▶ **WORK INSTRUCTIONS**:
Look for the word "Returns" in the records, and copy each line where it appears.

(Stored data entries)
//! Static lookup tables driving the foreign-to-internal conversion.
//!
//! The tables are plain sorted slices rather than branching conditionals so
//! they can be unit-tested exhaustively and extended without touching the
//! conversion control flow.

use crate::connection::{DEFAULT_SOURCE_PORT, DEFAULT_TARGET_PORT};
use crate::node::NodeKind;

/// Maps the terminal segment of a namespaced foreign node type (the text
/// after the final `.`) to an internal node kind. Sorted by segment.
const NODE_KIND_TABLE: &[(&str, NodeKind)] = &[
    ("agent", NodeKind::Agent),
    ("chainLlm", NodeKind::ChatModel),
    ("code", NodeKind::Code),
    ("cron", NodeKind::Trigger),
    ("function", NodeKind::Code),
    ("httpRequest", NodeKind::HttpRequest),
    ("lmChatAnthropic", NodeKind::ChatModel),
    ("lmChatGoogleGemini", NodeKind::ChatModel),
    ("lmChatOllama", NodeKind::ChatModel),
    ("lmChatOpenAi", NodeKind::ChatModel),
    ("manualTrigger", NodeKind::Trigger),
    ("openAi", NodeKind::ChatModel),
    ("scheduleTrigger", NodeKind::Trigger),
    ("toolCode", NodeKind::Tool),
    ("toolHttpRequest", NodeKind::Tool),
    ("toolWorkflow", NodeKind::Tool),
    ("webhook", NodeKind::Webhook),
];

/// Foreign parameter keys renamed during import. Anything not listed is
/// copied key-for-key.
const PARAM_RENAME_TABLE: &[(&str, &str)] = &[
    ("functionCode", "code"),
    ("jsCode", "code"),
];

/// Maps a foreign connection's output kind to internal (source, target) port
/// names. The general-purpose `main` kind uses the default output/input pair;
/// AI-capability kinds get distinguished source ports.
const PORT_TABLE: &[(&str, (&str, &str))] = &[
    ("ai_languageModel", ("model", DEFAULT_TARGET_PORT)),
    ("ai_memory", ("memory", DEFAULT_TARGET_PORT)),
    ("ai_outputParser", ("parser", DEFAULT_TARGET_PORT)),
    ("ai_tool", ("tool", DEFAULT_TARGET_PORT)),
    ("main", (DEFAULT_SOURCE_PORT, DEFAULT_TARGET_PORT)),
];

/// Returns the terminal segment of a namespaced type string.
///
/// `n8n-nodes-base.webhook` yields `webhook`; a string without a separator
/// is returned whole.
#[must_use]
pub fn terminal_segment(namespaced_type: &str) -> &str {
    namespaced_type
        .rsplit('.')
        .next()
        .unwrap_or(namespaced_type)
}

/// Looks up the internal kind for a foreign type's terminal segment.
/// Returns `None` for unrecognized segments (the caller falls back to
/// [`NodeKind::Custom`]).
#[must_use]
pub fn node_kind_for(segment: &str) -> Option<NodeKind> {
    NODE_KIND_TABLE
        .iter()
        .find(|(known, _)| *known == segment)
        .map(|(_, kind)| *kind)
}

/// Returns the internal configuration key for a foreign parameter key,
/// applying the rename table. Unlisted keys map to themselves.
#[must_use]
pub fn config_key_for(param_key: &str) -> &str {
    PARAM_RENAME_TABLE
        .iter()
        .find(|(foreign, _)| *foreign == param_key)
        .map_or(param_key, |(_, internal)| internal)
}

/// Returns the (source, target) port names for a foreign output kind.
/// Unrecognized kinds fall back to the default output/input pair.
#[must_use]
pub fn ports_for(output_kind: &str) -> (&'static str, &'static str) {
    PORT_TABLE
        .iter()
        .find(|(known, _)| *known == output_kind)
        .map_or((DEFAULT_SOURCE_PORT, DEFAULT_TARGET_PORT), |(_, pair)| *pair)
}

▶ **RESPONSE**:
/// Returns the terminal segment of a namespaced type string.
/// Returns `None` for unrecognized segments (the caller falls back to
/// Returns the internal configuration key for a foreign parameter key,
/// Returns the (source, target) port names for a foreign output kind.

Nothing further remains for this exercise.